There’s a beguiling element of competition, as du Sautoy predicts part two's battle in which 'the best minds in measurement science fight it out'

It proved a cultural journey as much as anything else: from the Lascaux caves, where stars and stags set the weeks and the seasons, to the Pyramids, which wouldn’t have happened without the cubit (local administrators faced the death penalty, apparently, if they didn’t annually recalibrate against the Pharaoh’s cubit). Monty Python territory loomed occasionally close, though du Sautoy resisted any hint of a snigger, as we learnt that the 12th-century British yard was the length from the King’s nose to the end of his outstretched thumb.

Things weren’t any clearer across the Channel, when pre-revolutionary France had apparently more than a quarter of a million different weights and measures (the sheer vocabulary of it all!). If rivalry across la Manche was an ongoing issue – Greenwich trumped in the dateline stakes – France won for the sheer bloody-mindedness with which they set the metre (main picture).
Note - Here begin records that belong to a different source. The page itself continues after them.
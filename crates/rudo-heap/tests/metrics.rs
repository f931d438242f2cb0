//! Metrics reported to an embedder-supplied recorder.

mod common;

use std::sync::{Arc, Mutex};

use common::{link, object, step_to_completion};
use rudo_heap::metrics::{CycleStart, StepEvent};
use rudo_heap::{
    AllocationType, CollectionType, GcMetrics, GcReason, Heap, HeapConfig, MetricsRecorder, SimpleObjectModel,
};

#[derive(Default)]
struct Recorded {
    started: Vec<CycleStart>,
    steps: Vec<StepEvent>,
    finished: Vec<GcMetrics>,
}

#[derive(Default)]
struct Recorder(Mutex<Recorded>);

impl MetricsRecorder for Recorder {
    fn cycle_started(&self, event: &CycleStart) {
        self.0.lock().unwrap().started.push(*event);
    }

    fn marking_step(&self, event: &StepEvent) {
        self.0.lock().unwrap().steps.push(*event);
    }

    fn cycle_finished(&self, metrics: &GcMetrics) {
        self.0.lock().unwrap().finished.push(*metrics);
    }
}

fn heap(recorder: &Arc<Recorder>) -> Heap {
    Heap::builder()
        .config(
            HeapConfig::new()
                .with_concurrent_marking_tasks(0)
                .with_marking_start_limit(usize::MAX)
                .with_marking_step_size(16),
        )
        .recorder(Arc::clone(recorder) as Arc<dyn MetricsRecorder>)
        .build()
        .unwrap()
}

#[test]
fn test_incremental_cycle_reports_start_steps_and_end() {
    let recorder = Arc::new(Recorder::default());
    let heap = heap(&recorder);
    let size = SimpleObjectModel::size_for(1, 8);
    let mut previous = None;
    for _ in 0..100 {
        let object = heap.allocate(size, AllocationType::Old).unwrap();
        unsafe { SimpleObjectModel::initialize(object, size, 1) };
        link(&heap, object, 0, previous);
        previous = Some(object);
    }
    let root = heap.roots().add(previous);

    assert!(heap.start_incremental_marking());
    let steps = step_to_completion(&heap);
    heap.finalize_incremental_marking();

    let recorded = recorder.0.lock().unwrap();
    assert_eq!(recorded.started.len(), 1);
    assert_eq!(recorded.started[0].collection_type, CollectionType::IncrementalMajor);
    assert_eq!(recorded.steps.len(), steps);
    let gc_id = recorded.started[0].gc_id;
    assert!(recorded.steps.iter().all(|step| step.gc_id == gc_id));
    assert_eq!(recorded.steps.iter().map(|s| s.objects).sum::<usize>(), 100);

    let metrics = recorded.finished[0];
    assert_eq!(recorded.finished.len(), 1);
    assert_eq!(metrics.gc_id, gc_id.0);
    assert_eq!(metrics.objects_marked, 100);
    assert_eq!(metrics.bytes_marked, 100 * size);
    assert_eq!(metrics.bytes_surviving, 100 * size);
    assert_eq!(metrics.total_collections, 1);
    assert!(metrics.duration >= metrics.pause_duration);
    drop(recorded);
    heap.roots().remove(root);
}

#[test]
fn test_collections_get_increasing_ids() {
    let recorder = Arc::new(Recorder::default());
    let heap = heap(&recorder);
    heap.collect_garbage();
    heap.collect_minor();
    heap.collect_garbage();

    let recorded = recorder.0.lock().unwrap();
    let kinds: Vec<_> = recorded.finished.iter().map(|m| m.collection_type).collect();
    assert_eq!(
        kinds,
        vec![CollectionType::Major, CollectionType::Minor, CollectionType::Major]
    );
    assert!(recorded.finished.windows(2).all(|w| w[0].gc_id < w[1].gc_id));
    assert!(recorded.finished.iter().all(|m| m.reason == GcReason::Explicit));
    assert_eq!(recorded.finished[2].total_collections, 3);
}

#[test]
fn test_statistics_track_committed_memory() {
    let recorder = Arc::new(Recorder::default());
    let heap = heap(&recorder);
    let empty = heap.statistics();
    assert_eq!(empty.committed_bytes, 0);
    assert_eq!(empty.page_count, 0);

    object(&heap, 0, 56);
    let large = heap.allocate(HeapConfig::DEFAULT_PAGE_SIZE, AllocationType::Old).unwrap();
    unsafe { SimpleObjectModel::initialize(large, HeapConfig::DEFAULT_PAGE_SIZE, 0) };
    let stats = heap.statistics();
    assert_eq!(stats.new_space_committed, HeapConfig::DEFAULT_PAGE_SIZE);
    assert!(stats.large_object_committed >= HeapConfig::DEFAULT_PAGE_SIZE);
    assert_eq!(stats.large_objects_size, HeapConfig::DEFAULT_PAGE_SIZE);
    assert_eq!(stats.page_count, 2);
    assert!(stats.allocated_since_gc >= HeapConfig::DEFAULT_PAGE_SIZE);

    heap.collect_garbage();
    let stats = heap.statistics();
    assert_eq!(stats.large_object_committed, 0);
    assert_eq!(stats.allocated_since_gc, 0);
    assert_eq!(stats.total_collections, 1);
}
Two valiant Gallic triangulators set out from Dunkirk and Barcelona in 1791 hoping to meet somewhere in the middle: they duly did, seven years later, their journeys complicated not least by the uncertain atmosphere of the aftermath of the Revolution (pictured right, getting to grips with a triangulating telescope).  

Ahead of us are “Mass and Moles”, the latter referring to the shyest of the seven units of measurement, before it all concludes with “Light, Heat and Electricity”. There’s a beguiling element of competition set up, as du Sautoy predicts part two's battle in which “the best minds in measurement science fight it out”, and there can only be one winner. One of their foes comes right out of the wrestling ring, too – that’s “Le Grand K”, once the world’s master kilogramme, but now, it seems, shedding weight alarmingly.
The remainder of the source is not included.